We are having heavy problems with our installation of phpList.
It tends to send out a large amount of emails, but when it comes to an email address which does not exist, it kind of hangs up and keeps circling through all wrong email addresses trying to send thousands of times.
In the log it says “Could not instantiate mail function”, when running on php mailer, or “mailbox unavailable invalid DNS MX or A/AAAA resource record”, when running on SMTP. For some reason this is not handled by bounce management, but blocking the system. Now, it is sending with 1 mail every 80 seconds (and going slower) instead of 3,500 every hour, which would be normal.
I would be happy, if anyone could give me an idea, where this is coming from.
The ‘could not instantiate mail function’ means that phpList cannot connect to the mail server, and the ‘invalid DNS…’ means that there is not a mail server configured for the domain of the email recipient’s email address.
I’ve seen the first case when hosting companies disable the mail service on your vps.
For the second error, you would want to blacklist that email address so that the server doesn’t keep trying to send a message to them.
Thanks for your email!
I read about the meaning of “Could not instantiate mail function”, but this can not be the reason. Because the system sends out 10,000 email before starting to make problems.
I can blacklist this address, but it’s some 350 email addresses, and I can’t blacklist all of them. I thought, phpList would blacklist bounced emails automatically? And isn’t this kind of error kind of a bounce? I’m puzzled…
If you are using phpList in a VPS hosted by someone like GoDaddy, etc… then they can turn off the mail function because they see two many bounces, or you have exceeded your send limits etc.

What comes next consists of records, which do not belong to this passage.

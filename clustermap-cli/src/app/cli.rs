// Imports
use std::path::PathBuf;

use clap::{Arg, ArgAction, Command, builder::Styles, value_parser as vparser};

const LINKAGE_METHODS: [&str; 4] = ["single", "complete", "average", "ward"];

fn input_arg() -> Arg {
    Arg::new("input")
        .help("The `.csv` file to use as input, one row per sample and one column per feature")
        .long_help("The `.csv` file to use as input, one row per sample and one column per feature, `.gz` and `.zst` compressed files are also accepted")
        .required(true)
        .short('i')
        .long("input")
        .value_parser(vparser!(PathBuf))
        .action(ArgAction::Set)
}

fn method_arg() -> Arg {
    Arg::new("method")
        .help("The linkage method used to cluster both axes")
        .long_help("The linkage method used to cluster both axes, defaults to the config `linkage_method`")
        .required(false)
        .short('m')
        .long("method")
        .value_parser(LINKAGE_METHODS)
        .action(ArgAction::Set)
}

fn csv_args() -> [Arg; 2] {
    [
        Arg::new("delimiter")
            .help("The field delimiter of the input file")
            .required(false)
            .short('d')
            .long("delimiter")
            .value_parser(vparser!(char))
            .default_value(",")
            .action(ArgAction::Set),
        Arg::new("index-column")
            .help("Flag that marks the first column as sample names rather than a feature")
            .required(false)
            .long("index-column")
            .visible_alias("index")
            .action(ArgAction::SetTrue),
    ]
}

fn figure_args() -> [Arg; 10] {
    [
        Arg::new("output")
            .help("The figure to write, `.svg` files are written as vector graphics, anything else as `.png`")
            .required(true)
            .short('o')
            .long("output")
            .value_parser(vparser!(PathBuf))
            .action(ArgAction::Set),
        Arg::new("max-chars")
            .help("The maximum number of characters shown for each feature name")
            .long_help("The maximum number of characters shown for each feature name, longer names are cut and suffixed with `...`, defaults to the config `max_chars`")
            .required(false)
            .short('c')
            .long("max-chars")
            .value_parser(vparser!(usize))
            .action(ArgAction::Set),
        Arg::new("figsize")
            .help("The figure width and height, in inches")
            .required(false)
            .num_args(2)
            .value_names(["WIDTH", "HEIGHT"])
            .long("figsize")
            .value_parser(vparser!(f64))
            .action(ArgAction::Set),
        Arg::new("dpi")
            .help("The number of pixels per inch")
            .required(false)
            .long("dpi")
            .value_parser(vparser!(u32).range(1..))
            .action(ArgAction::Set),
        Arg::new("label-size")
            .help("The font size of the tick labels, in points")
            .required(false)
            .short('l')
            .long("label-size")
            .visible_alias("labelsize")
            .value_parser(vparser!(f64))
            .action(ArgAction::Set),
        Arg::new("color-scale")
            .help("How the coefficients are spread over the blue-white-red colormap")
            .long_help("How the coefficients are spread over the blue-white-red colormap, `data` paints the smallest coefficient full blue and the largest full red, `fixed` keeps them on [-1, 1]")
            .required(false)
            .long("color-scale")
            .value_parser(["data", "fixed"])
            .default_value("data")
            .action(ArgAction::Set),
        method_arg(),
        Arg::new("row-dendrogram")
            .help("Flag that decides if the row dendrogram is drawn next to the tick labels")
            .required(false)
            .long("row-dendrogram")
            .action(ArgAction::SetTrue),
        Arg::new("gray-dendrogram")
            .help("Flag that draws every dendrogram link in gray instead of colouring clusters")
            .required(false)
            .long("gray-dendrogram")
            .visible_alias("grey-dendrogram")
            .conflicts_with("color-threshold")
            .action(ArgAction::SetTrue),
        Arg::new("color-threshold")
            .help("The merge height below which subtrees are coloured as clusters")
            .long_help("The merge height below which subtrees are coloured as clusters, defaults to 70% of the highest merge")
            .required(false)
            .long("color-threshold")
            .value_parser(vparser!(f64))
            .action(ArgAction::Set),
    ]
}

fn export_args() -> [Arg; 2] {
    [
        Arg::new("export-matrix")
            .help("Write the reordered correlation matrix to a `.csv` file")
            .long_help("Write the reordered correlation matrix to a `.csv` file, compressed when the path ends in `.gz` or `.zst`")
            .required(false)
            .long("export-matrix")
            .value_parser(vparser!(PathBuf))
            .action(ArgAction::Set),
        Arg::new("export-linkage")
            .help("Write the row linkage merge table to a `.csv` file")
            .required(false)
            .long("export-linkage")
            .value_parser(vparser!(PathBuf))
            .action(ArgAction::Set),
    ]
}

#[rustfmt::skip]
pub fn build_cli() -> Command {
    let plot_subcommand = Command::new("plot")
        .about("Render the clustered correlation heatmap of a `.csv` file")
        .arg(input_arg())
        .args(csv_args())
        .args(figure_args())
        .args(export_args());

    let demo_subcommand = Command::new("demo")
        .about("Render the clustered correlation heatmap of uniformly random data")
        .arg(
            Arg::new("samples")
                .help("The number of random samples (rows)")
                .required(false)
                .short('n')
                .long("samples")
                .value_parser(vparser!(usize))
                .default_value("100")
                .action(ArgAction::Set),
        )
        .arg(
            Arg::new("features")
                .help("The number of random features (columns)")
                .required(false)
                .short('f')
                .long("features")
                .value_parser(vparser!(usize))
                .default_value("10")
                .action(ArgAction::Set),
        )
        .arg(
            Arg::new("seed")
                .help("The seed of the random number generator, seeded from the OS if unset")
                .required(false)
                .short('s')
                .long("seed")
                .value_parser(vparser!(u64))
                .action(ArgAction::Set),
        )
        .args(figure_args())
        .args(export_args());

    let linkage_subcommand = Command::new("linkage")
        .about("Print the leaf order and merge table of the clustered features")
        .arg(input_arg())
        .args(csv_args())
        .arg(method_arg())
        .arg(
            Arg::new("axis")
                .help("The axis of the correlation matrix to report")
                .required(false)
                .short('a')
                .long("axis")
                .value_parser(["rows", "columns"])
                .default_value("rows")
                .action(ArgAction::Set),
        )
        .arg(
            Arg::new("matrix")
                .help("Flag that also prints the reordered correlation matrix")
                .required(false)
                .long("matrix")
                .action(ArgAction::SetTrue),
        );

    let misc_generate_shell_completions_subcommand = Command::new("generate-shell-completions")
        .about("Generate completions for your desired shell")
        .long_about("This subcommand is used to generate shell completions for the selected shell, outputs to stdout")
        .arg(
            Arg::new("shell")
                .index(1)
                .required(true)
                .help("The shell to target")
                .action(ArgAction::Set)
                .value_parser(vparser!(clap_complete::Shell)),
        );

    let misc_subcommand = Command::new("misc")
        .subcommands([
            misc_generate_shell_completions_subcommand,
        ]);

    Command::new("clustermap")
        .color(clap::ColorChoice::Auto)
        .styles(Styles::styled())
        .arg(
            Arg::new("version")
                .required(false)
                .short('v')
                .long("version")
                .action(ArgAction::SetTrue)
        )
        .arg(
            Arg::new("color")
                .required(false)
                .long("color")
                .value_parser(["always", "auto", "never"])
                .default_value("auto")
                .action(ArgAction::Set)
        )
        .subcommands([
            plot_subcommand,
            demo_subcommand,
            linkage_subcommand,
            misc_subcommand,
        ])
}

I’ve seen phpList get stuck on an email that it cannot send, my suggestion is to look at the system log, figure out what the email address is that is causing the problem, and blacklist that email address.
Today we sent out another newsletter with a little over 2,700 recipients. 56 of these were bounced with the message: “SMTP Error: The following recipients failed: (email address): Requested action not taken: mailbox unavailable invalid DNS MX or A/AAAA resource record”. This keeps circling.

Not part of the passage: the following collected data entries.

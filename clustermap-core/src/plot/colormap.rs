// Imports
use ndarray::{Array2, ArrayView2};
use plotters::style::RGBColor;

use crate::clustering::LinkColor;

/// Diverging blue-white-red map over `[-1, 1]`, values outside are clamped
pub fn bwr(value: f64) -> RGBColor {
    let t = ((value + 1.0) / 2.0).clamp(0.0, 1.0);
    let (r, g, b) = if t < 0.5 { (2.0 * t, 2.0 * t, 1.0) } else { (1.0, 2.0 * (1.0 - t), 2.0 * (1.0 - t)) };
    RGBColor(to_u8(r), to_u8(g), to_u8(b))
}

/// How heatmap coefficients are spread over the colormap
#[derive(Debug, Clone, Copy, Default, PartialEq, Eq)]
pub enum ColorScale {
    /// The smallest coefficient is painted full blue and the largest full red
    #[default]
    DataRange,
    /// Coefficients keep their place on `[-1, 1]`
    Fixed,
}

impl ColorScale {
    /// Maps every value onto `[-1, 1]`, ready for [`bwr`]
    pub fn rescale(
        self,
        matrix: ArrayView2<f64>,
    ) -> Array2<f64> {
        match self {
            Self::Fixed => matrix.to_owned(),
            Self::DataRange => {
                let (low, high) = matrix
                    .iter()
                    .fold((f64::INFINITY, f64::NEG_INFINITY), |(low, high), &v| (low.min(v), high.max(v)));
                if high - low > 0.0 {
                    matrix.mapv(|v| 2.0 * (v - low) / (high - low) - 1.0)
                } else {
                    matrix.to_owned()
                }
            }
        }
    }
}

#[inline]
fn to_u8(channel: f64) -> u8 {
    (channel * 255.0).round() as u8
}

/// Ten-colour categorical cycle, index 0 marks links above the colour threshold
pub const PALETTE: [RGBColor; 10] = [
    RGBColor(0x1f, 0x77, 0xb4),
    RGBColor(0xff, 0x7f, 0x0e),
    RGBColor(0x2c, 0xa0, 0x2c),
    RGBColor(0xd6, 0x27, 0x28),
    RGBColor(0x94, 0x67, 0xbd),
    RGBColor(0x8c, 0x56, 0x4b),
    RGBColor(0xe3, 0x77, 0xc2),
    RGBColor(0x7f, 0x7f, 0x7f),
    RGBColor(0xbc, 0xbd, 0x22),
    RGBColor(0x17, 0xbe, 0xcf),
];

pub const GRAY: RGBColor = RGBColor(0x80, 0x80, 0x80);

pub fn link_color(color: LinkColor) -> RGBColor {
    match color {
        LinkColor::AboveThreshold => PALETTE[0],
        LinkColor::Cluster(idx) => PALETTE[idx % PALETTE.len()],
        LinkColor::Uniform => GRAY,
    }
}

#[cfg(test)]
mod test {
    use super::*;

    #[test]
    fn bwr_test() {
        assert_eq!(bwr(-1.0), RGBColor(0, 0, 255));
        assert_eq!(bwr(0.0), RGBColor(255, 255, 255));
        assert_eq!(bwr(1.0), RGBColor(255, 0, 0));
        assert_eq!(bwr(-0.5), RGBColor(128, 128, 255));
        assert_eq!(bwr(0.5), RGBColor(255, 128, 128));
        assert_eq!(bwr(-3.0), bwr(-1.0));
        assert_eq!(bwr(7.0), bwr(1.0));
    }

    #[test]
    fn data_range_scale_test() {
        let matrix = ndarray::array![[1.0, -0.231], [-0.231, 1.0]];

        let scaled = ColorScale::DataRange.rescale(matrix.view());
        assert_eq!(bwr(scaled[[0, 1]]), RGBColor(0, 0, 255));
        assert_eq!(bwr(scaled[[0, 0]]), RGBColor(255, 0, 0));

        let fixed = ColorScale::Fixed.rescale(matrix.view());
        assert_eq!(bwr(fixed[[0, 1]]), bwr(-0.231));
        assert_ne!(bwr(fixed[[0, 1]]), RGBColor(0, 0, 255));
    }

    #[test]
    fn data_range_scale_constant_matrix_test() {
        let matrix = ndarray::array![[1.0]];
        assert_eq!(ColorScale::DataRange.rescale(matrix.view()), matrix);
    }

    #[test]
    fn link_color_test() {
        assert_eq!(link_color(LinkColor::AboveThreshold), PALETTE[0]);
        assert_eq!(link_color(LinkColor::Cluster(1)), PALETTE[1]);
        assert_eq!(link_color(LinkColor::Cluster(9)), PALETTE[9]);
        assert_eq!(link_color(LinkColor::Uniform), GRAY);
    }
}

I set up a bounce rule with that (expression: “* invalid DNS MX *”, Action: “Add email address to the do-not-send-list and delete bounce”), but for some reason which I don’t understand, this rule is constantly being ignored. Checking bounce rules says: “0 bounce matched current active rules”
I don’t get it anymore…
You don’t need to use the asterisks… change the rule text to:
invalid DNS MX
these are regular expressions, so it will search the bounced email for the exact text you put in there… in your case, it’s looking for the asterisks also.
Regular expressions are a bit of an arcane science… powerful, can do almost anything, you need to know exactly how they work. If you want to understand them, a couple of good programs are regex buddy, and textpipe pro.

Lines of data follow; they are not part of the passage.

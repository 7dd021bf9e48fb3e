pub use crate::clustering::{Coloring, Dendrogram, Height, Linkage, Merge, Method, linkage};
pub use crate::correlation::pearson_matrix;
pub use crate::data::{Frame, truncate_label};
pub use crate::heatmap::{ClusterParameters, ClusteredCorrelation, Error, permute};
pub use crate::io::{CompressionMethod, CsvOptions, read_frame, read_frame_from_file, write_linkage, write_matrix};
pub use crate::plot::{ColorScale, FigureParameters, Layout, Rect, render, render_to_file, render_to_svg_string};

For the purposes of phpList and bounce rules, I just put the text I want to match in the rule. It’s the easiest way to do it.
Thank you for your reply!
Unfortunately this isn’t the solution, as I tested with and without asterisks. First I had it without, then with.
I just restarted the process, and it was finished with an error message, that the attachment was not found (although it is unchanged since Friday). The 56 bounced emails are still not marked as to be on the blacklist.
Do you know, how PHPList sends out email? Let’s say, I have a stack 10,000 email addresses. 9,000 work as they should.
Then I have 300 wrong email addresses. Will PHPList get stuck with this stack (as it is bigger than the batch size) and will constantly try to send the wrong emails, or does it skip this batch and move to the next (to return later)?
I’m not sure how phpList exactly sends out emails. I have seen it go through a whole list, and get stuck on one or two at the end, when I looked at the address directly in the database, it had some invalid characters in it. The solution for me was to delete that address from the database and the list.
That’s also my impression (on a bigger level): It got stuck on some point to the end. When I deleted the respective addresses, it went through.